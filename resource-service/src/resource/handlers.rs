//! axum handlers, one per action
//!
//! Each handler reads its inputs from the request, calls the matching
//! [`ResourceService`] operation and wraps the result in an [`Envelope`].

use std::sync::Arc;

use axum::{
    extract::{rejection::PathRejection, Path, Query, Request, State},
    http::request::Parts,
};

use super::descriptor::Resource;
use super::envelope::Envelope;
use super::error::{ApiError, ApiErrorKind};
use super::requests::{FilterRequest, IdRequest, PageRequest, PreloadQuery};
use super::service::ResourceService;
use crate::action::Action;
use crate::repository::ResourceRepository;

type Shared<M, R> = State<Arc<ResourceService<M, R>>>;
type IdPath = Result<Path<u64>, PathRejection>;
type HandlerResult = Result<Envelope, ApiError>;

fn path_id(id: IdPath, action: Action) -> Result<u64, ApiError> {
    id.map(|Path(id)| id).map_err(|rejection| {
        ApiError::new(ApiErrorKind::NotFound, format!("invalid id: {}", rejection.body_text()))
            .with_action(action)
    })
}

/// Split the request and read the whole body within the service's limit
async fn read_request<M, R>(
    service: &ResourceService<M, R>,
    request: Request,
    action: Action,
) -> Result<(Parts, axum::body::Bytes), ApiError>
where
    M: Resource,
    R: ResourceRepository<M>,
{
    let (parts, body) = request.into_parts();
    let bytes = axum::body::to_bytes(body, service.settings().body_limit_bytes)
        .await
        .map_err(|e| ApiError::bad_request(format!("failed to read body: {}", e)).with_action(action))?;
    Ok((parts, bytes))
}

fn decode_json<T: serde::de::DeserializeOwned + Default>(
    bytes: &[u8],
    action: Action,
) -> Result<T, ApiError> {
    if bytes.iter().all(u8::is_ascii_whitespace) {
        return Ok(T::default());
    }
    serde_json::from_slice(bytes).map_err(|e| ApiError::bad_request(e.to_string()).with_action(action))
}

pub(crate) async fn get_by_id<M, R>(
    State(service): Shared<M, R>,
    id: IdPath,
    request: Request,
) -> HandlerResult
where
    M: Resource,
    R: ResourceRepository<M>,
{
    let action = Action::GetById;
    let id = path_id(id, action)?;
    let (parts, bytes) = read_request(&service, request, action).await?;

    let mut id_request: IdRequest = decode_json(&bytes, action)?;
    if id_request.preloads.is_empty() {
        id_request.preloads = Query::<PreloadQuery>::try_from_uri(&parts.uri)
            .map(|Query(q)| q.into_list())
            .unwrap_or_default();
    }
    id_request.id = id;

    let model = service.get_by_id(id_request).await?;
    Envelope::ok().with_data(service.descriptor().singular(), &model)
}

pub(crate) async fn first<M, R>(State(service): Shared<M, R>, request: Request) -> HandlerResult
where
    M: Resource,
    R: ResourceRepository<M>,
{
    let action = Action::First;
    let (parts, bytes) = read_request(&service, request, action).await?;
    let FilterRequest { filters } = decode_json(&bytes, action)?;

    let model = service.first(filters, &parts).await?;
    Envelope::ok().with_data(service.descriptor().singular(), &model)
}

pub(crate) async fn list<M, R>(State(service): Shared<M, R>, request: Request) -> HandlerResult
where
    M: Resource,
    R: ResourceRepository<M>,
{
    let action = Action::List;
    let (parts, bytes) = read_request(&service, request, action).await?;
    let FilterRequest { filters } = decode_json(&bytes, action)?;

    let models = service.list(filters, &parts).await?;
    Envelope::ok().with_data(service.descriptor().plural(), &models)
}

pub(crate) async fn page<M, R>(State(service): Shared<M, R>, request: Request) -> HandlerResult
where
    M: Resource,
    R: ResourceRepository<M>,
{
    let action = Action::Page;
    let (parts, bytes) = read_request(&service, request, action).await?;
    let page_request: PageRequest = decode_json(&bytes, action)?;

    let page = service.page(page_request, &parts).await?;
    Envelope::ok()
        .with_data(service.descriptor().plural(), &page.items)?
        .with_data("pagination", &page.pagination)
}

pub(crate) async fn store<M, R>(State(service): Shared<M, R>, request: Request) -> HandlerResult
where
    M: Resource,
    R: ResourceRepository<M>,
{
    let action = Action::Create;
    let (parts, bytes) = read_request(&service, request, action).await?;
    let model = service
        .descriptor()
        .decode(&bytes)
        .map_err(|e| e.with_action(action))?;

    let created = service.store(model, &parts).await?;
    Envelope::ok().with_data(service.descriptor().singular(), &created)
}

pub(crate) async fn update<M, R>(
    State(service): Shared<M, R>,
    id: IdPath,
    request: Request,
) -> HandlerResult
where
    M: Resource,
    R: ResourceRepository<M>,
{
    let action = Action::Update;
    let id = path_id(id, action)?;
    let (parts, bytes) = read_request(&service, request, action).await?;
    let model = service
        .descriptor()
        .decode(&bytes)
        .map_err(|e| e.with_action(action))?;

    let updated = service.update(id, model, &parts).await?;
    Envelope::ok().with_data(service.descriptor().singular(), &updated)
}

pub(crate) async fn update_fields<M, R>(
    State(service): Shared<M, R>,
    id: IdPath,
    request: Request,
) -> HandlerResult
where
    M: Resource,
    R: ResourceRepository<M>,
{
    let action = Action::UpdateFields;
    let id = path_id(id, action)?;
    let (parts, bytes) = read_request(&service, request, action).await?;
    let fields = service
        .descriptor()
        .decode_fields(&bytes)
        .map_err(|e| e.with_action(action))?;

    let base = service.update_fields(id, fields, &parts).await?;
    Envelope::ok().with_data(service.descriptor().singular(), &base)
}

pub(crate) async fn remove<M, R>(
    State(service): Shared<M, R>,
    id: IdPath,
    request: Request,
) -> HandlerResult
where
    M: Resource,
    R: ResourceRepository<M>,
{
    let id = path_id(id, Action::Remove)?;
    let (parts, _body) = request.into_parts();

    let removed = service.remove(id, &parts).await?;
    Envelope::ok().with_data(service.descriptor().singular(), &removed)
}

pub(crate) async fn restore<M, R>(State(service): Shared<M, R>, id: IdPath) -> HandlerResult
where
    M: Resource,
    R: ResourceRepository<M>,
{
    let id = path_id(id, Action::Restore)?;

    let restored = service.restore(id).await?;
    Envelope::ok().with_data(service.descriptor().singular(), &restored)
}

pub(crate) async fn destroy<M, R>(
    State(service): Shared<M, R>,
    id: IdPath,
    request: Request,
) -> HandlerResult
where
    M: Resource,
    R: ResourceRepository<M>,
{
    let id = path_id(id, Action::Destroy)?;
    let (parts, _body) = request.into_parts();

    service.destroy(id, &parts).await?;
    Ok(Envelope::ok())
}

▶ **Task to complete**
Reproduce the lines of the entries above from the one with "let page_request: PageRequest" to the one with "let id = path_id(id, Action::Remove)?;", both included, exactly and without any other line.

▶ **Solution to this problem**
    let page_request: PageRequest = decode_json(&bytes, action)?;

    let page = service.page(page_request, &parts).await?;
    Envelope::ok()
        .with_data(service.descriptor().plural(), &page.items)?
        .with_data("pagination", &page.pagination)
}

pub(crate) async fn store<M, R>(State(service): Shared<M, R>, request: Request) -> HandlerResult
where
    M: Resource,
    R: ResourceRepository<M>,
{
    let action = Action::Create;
    let (parts, bytes) = read_request(&service, request, action).await?;
    let model = service
        .descriptor()
        .decode(&bytes)
        .map_err(|e| e.with_action(action))?;

    let created = service.store(model, &parts).await?;
    Envelope::ok().with_data(service.descriptor().singular(), &created)
}

pub(crate) async fn update<M, R>(
    State(service): Shared<M, R>,
    id: IdPath,
    request: Request,
) -> HandlerResult
where
    M: Resource,
    R: ResourceRepository<M>,
{
    let action = Action::Update;
    let id = path_id(id, action)?;
    let (parts, bytes) = read_request(&service, request, action).await?;
    let model = service
        .descriptor()
        .decode(&bytes)
        .map_err(|e| e.with_action(action))?;

    let updated = service.update(id, model, &parts).await?;
    Envelope::ok().with_data(service.descriptor().singular(), &updated)
}

pub(crate) async fn update_fields<M, R>(
    State(service): Shared<M, R>,
    id: IdPath,
    request: Request,
) -> HandlerResult
where
    M: Resource,
    R: ResourceRepository<M>,
{
    let action = Action::UpdateFields;
    let id = path_id(id, action)?;
    let (parts, bytes) = read_request(&service, request, action).await?;
    let fields = service
        .descriptor()
        .decode_fields(&bytes)
        .map_err(|e| e.with_action(action))?;

    let base = service.update_fields(id, fields, &parts).await?;
    Envelope::ok().with_data(service.descriptor().singular(), &base)
}

pub(crate) async fn remove<M, R>(
    State(service): Shared<M, R>,
    id: IdPath,
    request: Request,
) -> HandlerResult
where
    M: Resource,
    R: ResourceRepository<M>,
{
    let id = path_id(id, Action::Remove)?;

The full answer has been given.